We still live in a world on a path to 3 or 4 °C global warming, waiting to finally turn the tide of rising emissions. At this point, debating whether we have 0.2 °C more or less to go until we reach 1.5 °C is an academic discussion at best, a distraction at worst. The big issue is that we need to see falling emissions globally very very soon if we even want to stay well below 2 °C. That was agreed as the weaker goal in Paris in a consensus by 195 nations. It is high time that everyone backs this up with actions, not just words.

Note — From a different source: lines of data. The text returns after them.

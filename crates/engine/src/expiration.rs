//! Expiration manager (§4.8): managing `expires_at` on existing tuples
//! independent of the write path's upsert-on-conflict behavior.

use chrono::{DateTime, Duration, Utc};
use rebac_models::tuple::{RelationTuple, TupleKey};
use sqlx::PgPool;

use crate::error::{EngineError, Result};

#[derive(Clone)]
pub struct ExpirationManager {
    pool: PgPool,
}

impl ExpirationManager {
    pub fn new(pool: PgPool) -> Self {
        Self { pool }
    }

    /// Fails if the target tuple doesn't exist, or `expires_at` is a past
    /// timestamp.
    pub async fn set_expiration(&self, key: &TupleKey, expires_at: Option<DateTime<Utc>>) -> Result<RelationTuple> {
        if let Some(exp) = expires_at {
            if exp <= Utc::now() {
                return Err(EngineError::precondition("set_expiration", "expires_at must not be in the past"));
            }
        }

        let subject_relation = key.subject_relation_key();
        let subject_relation = if subject_relation.is_empty() { None } else { Some(subject_relation.to_string()) };

        sqlx::query_as::<_, RelationTuple>(
            r#"
            UPDATE relation_tuples
            SET expires_at = $8
            WHERE namespace = $1 AND resource_type = $2 AND resource_id = $3 AND relation = $4
              AND subject_type = $5 AND subject_id = $6
              AND COALESCE(subject_relation, '') = COALESCE($7, '')
            RETURNING *
            "#,
        )
        .bind(key.namespace.as_str())
        .bind(key.resource_type.as_str())
        .bind(key.resource_id.as_str())
        .bind(key.relation.as_str())
        .bind(key.subject_type.as_str())
        .bind(key.subject_id.as_str())
        .bind(&subject_relation)
        .bind(expires_at)
        .fetch_optional(&self.pool)
        .await?
        .ok_or_else(|| EngineError::precondition("set_expiration", "tuple not found"))
    }

    /// If the tuple has no expiration, errors. If already past, extends
    /// from now; otherwise adds `interval` to the current expiration.
    pub async fn extend_expiration(&self, key: &TupleKey, interval: Duration) -> Result<RelationTuple> {
        let current = self.fetch(key).await?;
        let Some(current) = current else {
            return Err(EngineError::precondition("extend_expiration", "tuple not found"));
        };

        let Some(expires_at) = current.expires_at else {
            return Err(EngineError::precondition("extend_expiration", "no expiration to extend"));
        };

        let base = if expires_at <= Utc::now() { Utc::now() } else { expires_at };
        self.set_expiration(key, Some(base + interval)).await
    }

    pub async fn clear_expiration(&self, key: &TupleKey) -> Result<RelationTuple> {
        // set_expiration rejects only past, non-null values; None is always allowed.
        self.set_expiration(key, None).await
    }

    /// Future expirations within `within`, soonest first.
    pub async fn list_expiring(&self, namespace: &str, within: Duration) -> Result<Vec<RelationTuple>> {
        let until = Utc::now() + within;
        Ok(sqlx::query_as::<_, RelationTuple>(
            r#"
            SELECT * FROM relation_tuples
            WHERE namespace = $1 AND expires_at IS NOT NULL AND expires_at > now() AND expires_at <= $2
            ORDER BY expires_at ASC
            "#,
        )
        .bind(namespace)
        .bind(until)
        .fetch_all(&self.pool)
        .await?)
    }

    /// Physically deletes tuples past expiration. Returns the count
    /// removed.
    pub async fn cleanup_expired(&self, namespace: &str) -> Result<u64> {
        let result = sqlx::query("DELETE FROM relation_tuples WHERE namespace = $1 AND expires_at < now()")
            .bind(namespace)
            .execute(&self.pool)
            .await?;
        Ok(result.rows_affected())
    }

    async fn fetch(&self, key: &TupleKey) -> Result<Option<RelationTuple>> {
        let subject_relation = key.subject_relation_key();
        let subject_relation = if subject_relation.is_empty() { None } else { Some(subject_relation.to_string()) };

        Ok(sqlx::query_as::<_, RelationTuple>(
            r#"
            SELECT * FROM relation_tuples
            WHERE namespace = $1 AND resource_type = $2 AND resource_id = $3 AND relation = $4
              AND subject_type = $5 AND subject_id = $6
              AND COALESCE(subject_relation, '') = COALESCE($7, '')
            "#,
        )
        .bind(key.namespace.as_str())
        .bind(key.resource_type.as_str())
        .bind(key.resource_id.as_str())
        .bind(key.relation.as_str())
        .bind(key.subject_type.as_str())
        .bind(key.subject_id.as_str())
        .bind(&subject_relation)
        .fetch_optional(&self.pool)
        .await?)
    }
}

#[cfg(test)]
mod tests {
    use super::*;
    use crate::audit::AuditSink;
    use crate::tuple::TupleStore;
    use rebac_context::RequestContext;
    use rebac_models::validation::Namespace;

    async fn pool() -> PgPool {
        let db = rebac_database::Database::new(rebac_database::DatabaseConfig::from_env())
            .await
            .expect("failed to connect to database");
        db.pool().clone()
    }

    fn ctx(namespace: &str) -> RequestContext {
        RequestContext::new(Namespace::parse(namespace).unwrap())
    }

    async fn seed_tuple(pool: &PgPool, namespace: &str, resource_id: &str, subject_id: &str, expires_at: Option<DateTime<Utc>>) -> TupleKey {
        let store = TupleStore::new(pool.clone(), AuditSink::new(pool.clone()));
        let input = rebac_models::tuple::WriteTupleRequest {
            namespace: namespace.to_string(),
            resource_type: "team".to_string(),
            resource_id: resource_id.to_string(),
            relation: "read".to_string(),
            subject_type: "user".to_string(),
            subject_id: subject_id.to_string(),
            subject_relation: None,
            expires_at,
        }
        .validate()
        .expect("valid seed tuple");
        store.write_tuple(&ctx(namespace), input).await.expect("seed write");

        TupleKey {
            namespace: Namespace::parse(namespace).unwrap(),
            resource_type: rebac_models::validation::Identifier::parse("team").unwrap(),
            resource_id: rebac_models::validation::FreeFormId::parse(resource_id).unwrap(),
            relation: rebac_models::validation::Identifier::parse("read").unwrap(),
            subject_type: rebac_models::validation::Identifier::parse("user").unwrap(),
            subject_id: rebac_models::validation::FreeFormId::parse(subject_id).unwrap(),
            subject_relation: None,
        }
    }

    #[tokio::test]
    #[ignore] // Only run with database available
    async fn set_expiration_rejects_past_timestamp() {
        let pool = pool().await;
        let manager = ExpirationManager::new(pool.clone());
        let key = seed_tuple(&pool, "acme_exp_past", "eng", "alice", None).await;

        let result = manager.set_expiration(&key, Some(Utc::now() - Duration::hours(1))).await;
        assert!(result.is_err());
    }

    #[tokio::test]
    #[ignore] // Only run with database available
    async fn list_expiring_includes_tuple_within_window() {
        let pool = pool().await;
        let manager = ExpirationManager::new(pool.clone());
        seed_tuple(&pool, "acme_exp_list", "eng", "bob", Some(Utc::now() + Duration::hours(1))).await;

        let soon = manager.list_expiring("acme_exp_list", Duration::days(1)).await.expect("list should succeed");
        assert_eq!(soon.len(), 1);

        let immediate = manager.list_expiring("acme_exp_list", Duration::minutes(1)).await.expect("list should succeed");
        assert!(immediate.is_empty(), "a tuple expiring in an hour must not show up in a one-minute window");
    }

    #[tokio::test]
    #[ignore] // Only run with database available
    async fn extend_expiration_errors_when_none_set() {
        let pool = pool().await;
        let manager = ExpirationManager::new(pool.clone());
        let key = seed_tuple(&pool, "acme_exp_extend", "eng", "carol", None).await;

        let result = manager.extend_expiration(&key, Duration::hours(1)).await;
        assert!(result.is_err(), "extending a tuple with no expiration must fail");
    }

    #[tokio::test]
    #[ignore] // Only run with database available
    async fn clear_expiration_round_trips_to_none() {
        let pool = pool().await;
        let manager = ExpirationManager::new(pool.clone());
        let key = seed_tuple(&pool, "acme_exp_clear", "eng", "dave", Some(Utc::now() + Duration::hours(1))).await;

        let cleared = manager.clear_expiration(&key).await.expect("clear should succeed");
        assert!(cleared.expires_at.is_none());
    }

    #[tokio::test]
    #[ignore] // Only run with database available
    async fn cleanup_expired_deletes_past_tuples() {
        let pool = pool().await;
        let manager = ExpirationManager::new(pool.clone());
        seed_tuple(&pool, "acme_exp_cleanup", "eng", "erin", Some(Utc::now() + Duration::seconds(1))).await;

        // set_expiration refuses past timestamps, so force the row past
        // expiry directly to exercise cleanup in isolation.
        sqlx::query("UPDATE relation_tuples SET expires_at = now() - interval '1 second' WHERE namespace = $1")
            .bind("acme_exp_cleanup")
            .execute(&pool)
            .await
            .expect("force-expire for test");

        let deleted = manager.cleanup_expired("acme_exp_cleanup").await.expect("cleanup should succeed");
        assert_eq!(deleted, 1);
    }
}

Technical p.s. A couple of less important technical points. The estimate of 0.93 °C above 1861-80 used by Millar et al. is an estimate of the human-caused warming. I don’t know whether the Paris agreement specifies to limit human-caused warming, or just warming, to 1.5 °C – but in practice it does not matter, since the human-caused warming component is almost exactly 100 % of the observed warming. Using the same procedure as Millar yields 0.94 °C for total observed climate warming by 2015, according to Hausfather.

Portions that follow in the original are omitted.